Benjamin Weſt im Profile. b.
Vortreffliches Geſichtgen — und ſo beſtimmt redend, ſo unverwirrt phyſiognomiſch,
wie moͤglich.
Das Ganze, ſtiller Adel, Reinheit, Gleichheit, Sanftheit, nicht fade — Glattheit. Die
Stirn — nur verſtaͤndig, heiter, uͤberlegend — aber auch mehr nicht. Mehr waͤre ſie — wenn ſie
oben mehr ſich zuruͤckſenkte; obenher entweder gebogner oder gerader waͤre. Der Uebergang von
der Stirne zur Naſe — wenn’s nicht mißdeutet wuͤrde, denn ich habe gewiß große Hochachtung
fuͤr den vortrefflichen Mann — ich wuͤrde ſagen: Hier der Sitz ſeiner Mißzeichnungen! Hier die
Quelle von der unuͤberlegten Laͤnge beynah aller ſeiner, beſonders ſitzenden Figuren. Das Auge —
vielſehend, hellſehend — ein treffliches, alle Umriſſe beſtimmendes, Licht und Schatten ordnendes —
Fernglas — eine lebendige Camera obſcura; ein herrlich gluͤckliches Mittel zwiſchen vordringen-
dem Feuer — und bloß leidſamer Empfaͤnglichkeit. — Aber dann die herrliche, engelreine Naſe!

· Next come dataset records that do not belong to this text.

impl CardSession {
    /// Create a factory-fresh card
    pub fn new(name: impl Into<String>, kind: CardKind) -> Self {
        let mut session = Self {
            id: Uuid::new_v4(),
            name: name.into(),
            created_at: Local::now(),
            user_info: String::new(),
            processor: ApduCommandProcessor::new(kind),
            security: SecurityState::new(),
            log: AuditLog::new(),
        };
        info!("Created card session '{}' ({})", session.name, kind);
        let message = format!("Card session created: {} ({})", session.name, kind);
        session.add_log(LogEntry::new(LogKind::Info, message));
        session
    }

    /// Bring a session back from a snapshot
    pub fn from_snapshot(snapshot: CardSnapshot) -> Result<Self, StoreError> {
        snapshot.validate().map_err(StoreError::Invalid)?;
        let kind = snapshot.kind;

        let mut processor = ApduCommandProcessor::new(kind);
        let memory = processor.memory_mut();
        if !memory.load_dump(&snapshot.memory) {
            return Err(StoreError::Invalid("memory does not fit the card".to_string()));
        }
        for &addr in &snapshot.user_protected {
            memory.protect(addr);
        }
        memory.mark_modified(snapshot.modified.iter().copied());
        if !snapshot.internal_psc.is_empty() && !memory.set_psc(&snapshot.internal_psc) {
            return Err(StoreError::Invalid("internal PSC length".to_string()));
        }
        processor.restore_counter(ErrorCounterState::from_raw(kind, snapshot.error_counter));

        debug!("Restored session {} from snapshot", snapshot.session_id);
        Ok(Self {
            id: snapshot.session_id,
            name: snapshot.card_name,
            created_at: snapshot.created_at,
            user_info: snapshot.user_info,
            processor,
            security: SecurityState::from_flags(
                snapshot.selected,
                snapshot.psc_verified,
                snapshot.psc_ever_changed,
            ),
            log: snapshot.command_log,
        })
    }

    /// Capture the full session state
    pub fn snapshot(&self) -> CardSnapshot {
        let memory = self.processor.memory();
        CardSnapshot {
            session_id: self.id,
            card_name: self.name.clone(),
            kind: self.kind(),
            created_at: self.created_at,
            selected: self.security.is_verified(SecurityCondition::Selected),
            psc_verified: self.security.is_verified(SecurityCondition::PscVerified),
            psc_ever_changed: self.security.is_verified(SecurityCondition::PscChanged),
            user_info: self.user_info.clone(),
            memory: memory.bytes().to_vec(),
            internal_psc: memory.internal_psc().map(<[u8]>::to_vec).unwrap_or_default(),
            user_protected: memory.user_protected().iter().copied().collect(),
            modified: memory.modified().iter().copied().collect(),
            error_counter: self.processor.counter().value(),
            command_log: self.log.clone(),
        }
    }

    pub fn id(&self) -> Uuid {
        self.id
    }

    pub fn name(&self) -> &str {
        &self.name
    }

    pub fn kind(&self) -> CardKind {
        self.processor.kind()
    }

    pub fn created_at(&self) -> DateTime<Local> {
        self.created_at
    }

    pub fn user_info(&self) -> &str {
        &self.user_info
    }

    pub fn set_user_info(&mut self, info: impl Into<String>) {
        self.user_info = info.into();
    }

    pub fn memory(&self) -> &MemoryStore {
        self.processor.memory()
    }

    pub fn error_counter(&self) -> &ErrorCounterState {
        self.processor.counter()
    }

    pub fn is_selected(&self) -> bool {
        self.security.is_verified(SecurityCondition::Selected)
    }

    pub fn is_psc_verified(&self) -> bool {
        self.security.is_verified(SecurityCondition::PscVerified)
    }

    pub fn psc_ever_changed(&self) -> bool {
        self.security.is_verified(SecurityCondition::PscChanged)
    }

    /// Run a command through the session
    ///
    /// Write-type commands need a verified PSC; a blocked card's refusal
    /// takes precedence over that check.
    pub fn execute(&mut self, command: Command) -> CommandResult {
        let needs_psc = command.requires_psc()
            && !self.is_psc_verified()
            && !self.processor.is_blocked();

        let result = if needs_psc {
            warn!("{} refused: PSC not verified", command.title());
            CommandResult::refused(&command, SW::CONDITIONS_NOT_SATISFIED, PSC_NOT_VERIFIED)
        } else {
            self.processor.execute(&command)
        };

        self.apply_effect(&result);
        self.log_exchange(&command, &result);
        result
    }

    fn apply_effect(&mut self, result: &CommandResult) {
        match &result.effect {
            Effect::Selected => {
                self.security.set_verified(SecurityCondition::Selected);
                info!("Card '{}' selected", self.name);
            }
            Effect::PscChecked { verified: true, .. } => {
                self.security.set_verified(SecurityCondition::PscVerified);
            }
            Effect::PscChanged => {
                self.security.set_verified(SecurityCondition::PscChanged);
            }
            _ => {}
        }
    }

    fn log_exchange(&mut self, command: &Command, result: &CommandResult) {
        let mut request = LogEntry::new(LogKind::ApduSend, command.title());
        if !result.apdu.is_empty() {
            request = request.with_field("apdu", self.apdu_for_log(command, &result.apdu));
        }
        self.add_log(request);

        let (sw1, sw2) = result.status_word();
        let kind = if result.apdu.is_empty() {
            LogKind::Error
        } else {
            LogKind::ApduResponse
        };
        let mut response = LogEntry::new(kind, result.message.clone())
            .with_field("sw", format!("{:02X} {:02X}", sw1, sw2));

        match command {
            Command::ChangePsc { .. } if result.success => {
                let location = match self.kind().psc_address() {
                    None => "internal register",
                    Some(_) => "memory",
                };
                response = response
                    .with_field("data", "(hidden)")
                    .with_field("internal", format!("Stored in {}", location));
            }
            Command::WriteMemory { address, data } if result.success => {
                response = response
                    .with_field("address", format!("0x{:03X}", address))
                    .with_field("data", format_hex(data));
            }
            _ if !result.response_data().is_empty() => {
                response = response.with_field("data", format_hex(result.response_data()));
            }
            _ => {}
        }
        if let Some(ascii) = &result.ascii {
            response = response.with_field("ascii", ascii.clone());
        }
        self.add_log(response);
    }

    /// APDU text for the log; a new PSC is never written out
    fn apdu_for_log(&self, command: &Command, apdu: &[u8]) -> String {
        match command {
            Command::ChangePsc { new_psc } => {
                let header = &apdu[..apdu.len().saturating_sub(new_psc.len())];
                let mut text = format_hex(header);
                for _ in 0..new_psc.len() {
                    text.push_str(" **");
                }
                text
            }
            _ => format_hex(apdu),
        }
    }

    /// Append an entry to the audit log
    pub fn add_log(&mut self, entry: LogEntry) {
        self.log.push(entry);
    }

    pub fn select_card(&mut self) -> CommandResult {
        self.execute(Command::SelectCard)
    }

    pub fn read_memory(&mut self, address: u16, length: usize) -> CommandResult {
        self.execute(Command::ReadMemory { address, length })
    }

    pub fn present_psc(&mut self, psc: &[u8]) -> CommandResult {
        self.execute(Command::PresentPsc { psc: psc.to_vec() })
    }

    /// Present a PSC typed as hex ("FF FF FF")
    ///
    /// Malformed text is refused locally and costs no attempt.
    pub fn present_psc_hex(&mut self, text: &str) -> CommandResult {
        match parse_hex(text) {
            Ok(psc) => self.present_psc(&psc),
            Err(e) => {
                let command = Command::PresentPsc { psc: Vec::new() };
                let result = CommandResult::refused(
                    &command,
                    SW::WRONG_DATA,
                    format!("Invalid hexadecimal format: {}", e),
                );
                self.log_exchange(&command, &result);
                result
            }
        }
    }

    pub fn write_memory(&mut self, address: u16, data: &[u8]) -> CommandResult {
        self.execute(Command::WriteMemory {
            address,
            data: data.to_vec(),
        })
    }

    pub fn change_psc(&mut self, new_psc: &[u8]) -> CommandResult {
        self.execute(Command::ChangePsc {
            new_psc: new_psc.to_vec(),
        })
    }

    pub fn read_error_counter(&mut self) -> CommandResult {
        self.execute(Command::ReadErrorCounter)
    }

    pub fn read_protection_bits(&mut self) -> CommandResult {
        self.execute(Command::ReadProtectionBits)
    }

    pub fn write_protect(&mut self, address: u16, pattern: &[u8]) -> CommandResult {
        self.execute(Command::WriteProtect {
            address,
            pattern: pattern.to_vec(),
        })
    }

    /// Instructor reset of the error counter; returns the new counter byte
    ///
    /// The PSC has to be presented again afterwards.
    pub fn reset_error_counter(&mut self) -> u8 {
        self.processor.reset_error_counter();
        self.security.clear(SecurityCondition::PscVerified);
        let value = self.processor.counter().value();
        info!("Error counter of '{}' reset to 0x{:02X}", self.name, value);
        self.add_log(LogEntry::new(
            LogKind::System,
            format!("Error counter reset to 0x{:02X}", value),
        ));
        value
    }

    /// Card lost power: selection and PSC verification are gone
    pub fn power_down(&mut self) {
        self.security.clear_all();
        self.add_log(LogEntry::new(LogKind::System, "Card powered down"));
    }

    /// Derived lifecycle stage
    pub fn current_app_state(&self) -> AppState {
        AppState::derive(
            true,
            self.is_selected(),
            self.processor.is_blocked(),
            self.is_psc_verified(),
        )
    }

    /// Current PSC bytes
    pub fn current_psc_display(&self) -> Vec<u8> {
        self.processor.memory().get_current_psc()
    }

    /// Whether a display may reveal the PSC
    ///
    /// The in-memory PSC of the 1K card shows once verified; the internal
    /// register of the 256-byte card also shows after it was changed.
    pub fn psc_visible(&self) -> bool {
        match self.kind() {
            CardKind::Small256 => self.is_psc_verified() || self.psc_ever_changed(),
            CardKind::Large1K => self.is_psc_verified(),
        }
    }

    /// Full raw memory
    pub fn memory_dump(&self) -> Vec<u8> {
        self.processor.memory().bytes().to_vec()
    }

    /// Replace memory with a dump (open from file)
    pub fn load_memory_dump(&mut self, dump: &[u8]) -> bool {
        self.load_memory_dump_with_psc(dump, None)
    }

    /// Replace memory with a dump, optionally overriding the internal PSC
    ///
    /// The override only applies to the 256-byte card. On the 1K card the
    /// counter is re-read from its mirror cell. Nothing changes on failure.
    pub fn load_memory_dump_with_psc(&mut self, dump: &[u8], internal_psc: Option<&[u8]>) -> bool {
        let kind = self.kind();
        if dump.len() > kind.size() {
            warn!("Dump of {} bytes does not fit {}", dump.len(), kind);
            return false;
        }
        if let Some(psc) = internal_psc {
            if kind.psc_address().is_some() || psc.len() != kind.psc_length() {
                warn!("Internal PSC override not applicable to {}", kind);
                return false;
            }
        }

        let memory = self.processor.memory_mut();
        if !memory.load_dump(dump) {
            return false;
        }
        if let Some(psc) = internal_psc {
            memory.set_psc(psc);
        }
        if let Some(addr) = kind.error_counter_address() {
            let raw = memory.read(addr, 1)[0];
            self.processor
                .restore_counter(ErrorCounterState::from_raw(kind, raw));
        }
        self.security.clear_all();

        self.add_log(LogEntry::new(
            LogKind::System,
            format!("Memory loaded ({} bytes)", dump.len()),
        ));
        true
    }

    /// Protection flag for every address
    pub fn protection_breakdown(&self) -> Vec<bool> {
        self.processor.memory().protection_breakdown()
    }

    /// Display class of one address
    pub fn address_status(&self, address: u16) -> AddressStatus {
        self.processor.memory().address_status(address)
    }

    pub fn audit_log(&self) -> &AuditLog {
        &self.log
    }
}
//! Application state derived from a session's flags

use std::fmt;

use serde::{Deserialize, Serialize};

use crate::psc::Command;

/// Lifecycle stage of the card shown to the user
#[derive(Debug, Clone, Copy, PartialEq, Eq, Hash, Serialize, Deserialize)]
#[serde(rename_all = "snake_case")]
pub enum AppState {
    /// No card open
    Initial,
    /// Card open, not selected
    CardLoaded,
    /// Selected but permanently blocked
    CardBlocked,
    /// Selected, PSC not presented
    CardSelected,
    /// Selected with a verified PSC
    PscPresented,
}

impl AppState {
    /// Derive the state; blocked wins over the PSC flag
    pub fn derive(card_open: bool, selected: bool, blocked: bool, psc_verified: bool) -> Self {
        if !card_open {
            AppState::Initial
        } else if !selected {
            AppState::CardLoaded
        } else if blocked {
            AppState::CardBlocked
        } else if !psc_verified {
            AppState::CardSelected
        } else {
            AppState::PscPresented
        }
    }

    /// Whether an action (command name or file action) is enabled
    ///
    /// File actions: `new_card`, `open_card`, `save_card`, `clear_card`,
    /// `close_card`, `user_config`. Commands use [`Command::name`].
    pub fn permits(self, action: &str) -> bool {
        use AppState::*;

        match action {
            "new_card" | "open_card" | "user_config" => true,
            "save_card" | "clear_card" | "close_card" => self != Initial,
            "select_card" => self != Initial,
            "read_memory" | "read_error_counter" | "read_protection_bits" => {
                matches!(self, CardSelected | PscPresented | CardBlocked)
            }
            "present_psc" => matches!(self, CardSelected | PscPresented),
            "write_memory" | "change_psc" | "write_protect" => self == PscPresented,
            _ => false,
        }
    }

    /// Whether a command is enabled
    pub fn permits_command(self, command: &Command) -> bool {
        self.permits(command.name())
    }
}

impl fmt::Display for AppState {
    fn fmt(&self, f: &mut fmt::Formatter<'_>) -> fmt::Result {
        let label = match self {
            AppState::Initial => "initial",
            AppState::CardLoaded => "card_loaded",
            AppState::CardBlocked => "card_blocked",
            AppState::CardSelected => "card_selected",
            AppState::PscPresented => "psc_presented",
        };
        f.write_str(label)
    }
}
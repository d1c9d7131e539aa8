//! Error types for the I/O boundaries of the simulator
//!
//! Card protocol outcomes are never errors; they are reported through
//! [`crate::psc::CommandResult`].

use std::io;
use std::path::PathBuf;

use thiserror::Error;
use uuid::Uuid;

/// Errors from the on-disk snapshot store
#[derive(Debug, Error)]
pub enum StoreError {
    #[error("I/O error on {path:?}: {source}")]
    Io {
        path: PathBuf,
        #[source]
        source: io::Error,
    },

    #[error("Invalid snapshot JSON: {0}")]
    Json(#[from] serde_json::Error),

    #[error("No snapshot for session {0}")]
    NotFound(Uuid),

    #[error("Snapshot is inconsistent: {0}")]
    Invalid(String),
}

/// Errors loading or saving the simulator configuration
#[derive(Debug, Error)]
pub enum ConfigError {
    #[error("I/O error on {path:?}: {source}")]
    Io {
        path: PathBuf,
        #[source]
        source: io::Error,
    },

    #[error("Invalid configuration JSON: {0}")]
    Json(#[from] serde_json::Error),
}

/// Errors from the multi-session manager
#[derive(Debug, Error)]
pub enum SessionError {
    #[error("A card named '{0}' is already open")]
    DuplicateName(String),

    #[error("Unknown session {0}")]
    UnknownSession(Uuid),

    #[error("Card file could not be loaded: {0}")]
    InvalidDump(String),

    #[error(transparent)]
    Store(#[from] StoreError),
}

/// Errors talking to a card reader
#[derive(Debug, Error)]
pub enum TransportError {
    #[error("Reader not connected")]
    NotConnected,

    #[error("Response too short: {0} bytes")]
    ShortResponse(usize),

    #[error("Card answered {0:04X}")]
    Status(u16),

    #[error("Address 0x{0:03X} cannot be sent to this card")]
    AddressOutOfRange(u16),

    #[error("Reader error: {0}")]
    Reader(String),
}
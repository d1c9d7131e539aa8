//! Session audit log
//!
//! Append-only record of everything sent to and received from the card.
//! Entries are session data, separate from diagnostic `log` output.

use std::collections::BTreeMap;
use std::fmt;

use chrono::{DateTime, Local};
use serde::{Deserialize, Serialize};

/// Kind of audit entry
#[derive(Debug, Clone, Copy, PartialEq, Eq, Serialize, Deserialize)]
#[serde(rename_all = "SCREAMING_SNAKE_CASE")]
pub enum LogKind {
    Info,
    ApduSend,
    ApduResponse,
    Error,
    System,
}

impl fmt::Display for LogKind {
    fn fmt(&self, f: &mut fmt::Formatter<'_>) -> fmt::Result {
        let label = match self {
            LogKind::Info => "INFO",
            LogKind::ApduSend => "APDU_SEND",
            LogKind::ApduResponse => "APDU_RESPONSE",
            LogKind::Error => "ERROR",
            LogKind::System => "SYSTEM",
        };
        f.write_str(label)
    }
}

/// Single audit log entry
#[derive(Debug, Clone, PartialEq, Serialize, Deserialize)]
pub struct LogEntry {
    pub timestamp: DateTime<Local>,
    pub kind: LogKind,
    pub message: String,
    /// Structured details (apdu, sw, data, ...)
    #[serde(default, skip_serializing_if = "BTreeMap::is_empty")]
    pub fields: BTreeMap<String, String>,
}

impl LogEntry {
    /// Create a new entry stamped with the current time
    pub fn new(kind: LogKind, message: impl Into<String>) -> Self {
        Self {
            timestamp: Local::now(),
            kind,
            message: message.into(),
            fields: BTreeMap::new(),
        }
    }

    /// Attach a structured field
    pub fn with_field(mut self, key: &str, value: impl Into<String>) -> Self {
        self.fields.insert(key.to_string(), value.into());
        self
    }

    pub fn field(&self, key: &str) -> Option<&str> {
        self.fields.get(key).map(String::as_str)
    }
}

impl fmt::Display for LogEntry {
    fn fmt(&self, f: &mut fmt::Formatter<'_>) -> fmt::Result {
        write!(
            f,
            "[{}] {}: {}",
            self.timestamp.format("%H:%M:%S"),
            self.kind,
            self.message
        )?;
        for (key, value) in &self.fields {
            write!(f, " {}={}", key, value)?;
        }
        Ok(())
    }
}

/// Ordered, append-only list of entries
#[derive(Debug, Clone, Default, PartialEq, Serialize, Deserialize)]
#[serde(transparent)]
pub struct AuditLog {
    entries: Vec<LogEntry>,
}

impl AuditLog {
    pub fn new() -> Self {
        Self::default()
    }

    pub fn push(&mut self, entry: LogEntry) {
        self.entries.push(entry);
    }

    pub fn entries(&self) -> &[LogEntry] {
        &self.entries
    }

    pub fn len(&self) -> usize {
        self.entries.len()
    }

    pub fn is_empty(&self) -> bool {
        self.entries.is_empty()
    }

    pub fn last(&self) -> Option<&LogEntry> {
        self.entries.last()
    }

    /// Entries of one kind, in order
    pub fn of_kind(&self, kind: LogKind) -> impl Iterator<Item = &LogEntry> {
        self.entries.iter().filter(move |e| e.kind == kind)
    }
}

#[cfg(test)]
mod tests {
    use super::*;

    #[test]
    fn test_entry_fields() {
        let entry = LogEntry::new(LogKind::ApduSend, "PRESENT PSC")
            .with_field("apdu", "FF 20 00 00 03 FF FF FF");
        assert_eq!(entry.field("apdu"), Some("FF 20 00 00 03 FF FF FF"));
        assert_eq!(entry.field("sw"), None);
    }

    #[test]
    fn test_kind_serialization() {
        let json = serde_json::to_string(&LogKind::ApduResponse).unwrap();
        assert_eq!(json, "\"APDU_RESPONSE\"");
        assert_eq!(LogKind::System.to_string(), "SYSTEM");
    }

    #[test]
    fn test_log_order_and_filter() {
        let mut log = AuditLog::new();
        log.push(LogEntry::new(LogKind::Info, "created"));
        log.push(LogEntry::new(LogKind::ApduSend, "SELECT CARD"));
        log.push(LogEntry::new(LogKind::ApduResponse, "Success"));
        assert_eq!(log.len(), 3);
        assert_eq!(log.of_kind(LogKind::ApduSend).count(), 1);
        assert_eq!(log.last().unwrap().message, "Success");
    }

    #[test]
    fn test_entry_json_roundtrip() {
        let entry = LogEntry::new(LogKind::Error, "PSC must be verified before this operation")
            .with_field("command", "WRITE MEMORY");
        let json = serde_json::to_string(&entry).unwrap();
        let back: LogEntry = serde_json::from_str(&json).unwrap();
        assert_eq!(back, entry);
    }

    #[test]
    fn test_display() {
        let entry = LogEntry::new(LogKind::ApduResponse, "Success").with_field("sw", "90 00");
        let text = entry.to_string();
        assert!(text.contains("APDU_RESPONSE: Success sw=90 00"));
    }
}
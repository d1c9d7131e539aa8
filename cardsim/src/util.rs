//! Hex and ASCII helpers shared by the command layer and the log

/// Format bytes as spaced upper-case hex ("FF 20 00")
pub fn format_hex(data: &[u8]) -> String {
    data.iter()
        .map(|b| format!("{:02X}", b))
        .collect::<Vec<_>>()
        .join(" ")
}

/// Parse hex text; whitespace between digits is ignored
pub fn parse_hex(text: &str) -> Result<Vec<u8>, hex::FromHexError> {
    let compact: String = text.chars().filter(|c| !c.is_whitespace()).collect();
    hex::decode(compact)
}

/// Printable ASCII rendering, '.' for everything else
pub fn to_ascii(data: &[u8]) -> String {
    data.iter()
        .map(|&b| if (32..=126).contains(&b) { b as char } else { '.' })
        .collect()
}

#[cfg(test)]
mod tests {
    use super::*;

    #[test]
    fn test_format_hex() {
        assert_eq!(format_hex(&[0xFF, 0x20, 0x00]), "FF 20 00");
        assert_eq!(format_hex(&[]), "");
    }

    #[test]
    fn test_parse_hex() {
        assert_eq!(parse_hex("FF FF FF").unwrap(), vec![0xFF, 0xFF, 0xFF]);
        assert_eq!(parse_hex("12ab").unwrap(), vec![0x12, 0xAB]);
        assert_eq!(parse_hex(" 0a\t0B ").unwrap(), vec![0x0A, 0x0B]);
        assert!(parse_hex("F").is_err());
        assert!(parse_hex("ZZ").is_err());
    }

    #[test]
    fn test_to_ascii() {
        assert_eq!(to_ascii(&[0x41, 0x42, 0x00, 0x7F]), "AB..");
    }
}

wer die nicht fuͤhlt, hier nicht geſtehen muß — Naſe iſt einer der redendſten Theile des Geſichtes —
gewiß das Edelſte, Vortheilhafteſte, Beſte in dem gegenwaͤrtigen Geſichte — wenn alles andere
zugedeckt wuͤrde, fuͤr ſich allein redend — und was redend: „Jch bin der wenigen Edeln, der Aus-
„erwaͤhlten Einer, die Sinn haben zu ſehen die Herrlichkeit des Herrn in ſeinen Wegen und
„Werken. —
Bis zum Naſenloche geht der reinſte Ausdruck von Geiſt — Er ſinkt ſchon, erloͤſcht ſchon
ein wenig unter der Naſe; nicht daß der Umriß unedel werde; aber er ſinkt von Groͤße gegen Mit-
telmaͤßigkeit herab. Jm Munde — reinweibliche Sanftheit und denkender Geſchmack — und viel
edler als in allen uͤbrigen Portraͤten, die man von ihm hat. Das Kinn — voll weiblicher
Gutheit.
Geſtalt und Stellung — vollkommen in der Harmonie mit dem Ganzen — Geſtalt und
Stellung eines Geſtalten ſtill in ſich trinkenden Sehers.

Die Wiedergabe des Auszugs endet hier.